Complex logic belongs in instantated objects (not modules) that represent
complex logic. This style may also be known as the "Strategy" Design Pattern.

Strategy objects can have state during their activities, this is why they
should be instantiated.

Strategy objects simplify testing because they can be connected with any
object graph that presents the same interfaces as the target object graphs.

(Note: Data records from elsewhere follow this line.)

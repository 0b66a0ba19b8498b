//! Command-line surface of wo.

use std::path::PathBuf;

use clap::{ArgAction, Parser, ValueEnum};

pub mod commands;
pub mod output;

pub use commands::Commands;

#[derive(Parser, Debug)]
#[command(
    name = "wo",
    version,
    about = "Provision and drive Azure workload-orchestration resources",
    propagate_version = true
)]
pub struct Cli {
    /// Machine-readable output: JSON on stdout, JSON log lines on stderr
    #[arg(long, global = true)]
    pub robot: bool,

    /// Output format
    #[arg(long, value_enum, global = true)]
    pub format: Option<OutputFormat>,

    /// Increase log verbosity (-v, -vv, -vvv)
    #[arg(short, long, action = ArgAction::Count, global = true)]
    pub verbose: u8,

    /// Disable logging
    #[arg(short, long, global = true)]
    pub quiet: bool,

    /// Config file to use instead of the global and project files
    #[arg(long, global = true)]
    pub config: Option<PathBuf>,

    #[command(subcommand)]
    pub command: Commands,
}

impl Cli {
    #[must_use]
    pub fn output_format(&self) -> OutputFormat {
        if self.robot {
            OutputFormat::Json
        } else {
            self.format.unwrap_or_default()
        }
    }
}

#[derive(Debug, Clone, Copy, Default, PartialEq, Eq, ValueEnum)]
pub enum OutputFormat {
    #[default]
    Human,
    Json,
}
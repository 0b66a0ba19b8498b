//! CLI command implementations
//!
//! Each subcommand has its own module with:
//! - Args struct for command-line arguments
//! - run() function to execute the command

use clap::Subcommand;

pub mod auth;
pub mod completions;
pub mod configure;
pub mod context;
pub mod reconcile;
pub mod run;
pub mod target;
pub mod version;

use crate::app::AppContext;
use crate::error::Result;

pub fn run(ctx: &AppContext, command: &Commands) -> Result<()> {
    match command {
        Commands::Run(args) => run::run(ctx, args),
        Commands::Context(args) => context::run(ctx, args),
        Commands::Reconcile(args) => reconcile::run(ctx, args),
        Commands::Configure(args) => configure::run(ctx, args),
        Commands::Target(args) => target::run(ctx, args),
        Commands::Version(args) => version::run(ctx, args),
        Commands::Auth(args) => auth::run(ctx, args),
        Commands::Completions(args) => completions::run(args),
    }
}

#[derive(Subcommand, Debug)]
pub enum Commands {
    /// Provision context, schema, template and target, then configure and install
    Run(run::RunArgs),

    /// Merge a capability into the context and push it
    Context(context::ContextArgs),

    /// Reconcile two capability files offline
    Reconcile(reconcile::ReconcileArgs),

    /// Set or read dynamic configuration values
    Configure(configure::ConfigureArgs),

    /// Review, publish or install a solution on a target
    Target(target::TargetArgs),

    /// Advance or inspect the resource version counter
    Version(version::VersionArgs),

    /// Check that a credential source can produce a token
    Auth(auth::AuthArgs),

    /// Generate shell completions
    Completions(completions::CompletionsArgs),
}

This leads to interchangable Strategy objects that represent generic behavior
which can be applied to actual, simulated or speculative object graphs.

------
PaulHoule
Kinda funny, I settled in on a "command" architecture for PHP apps around 2001
because the ORM kind of model always has some big semantic gap in it.

------
Stwerner
Slightly off-topic, but does anyone have any resources for learning more about
these and other design patterns that show up on HN from time to time?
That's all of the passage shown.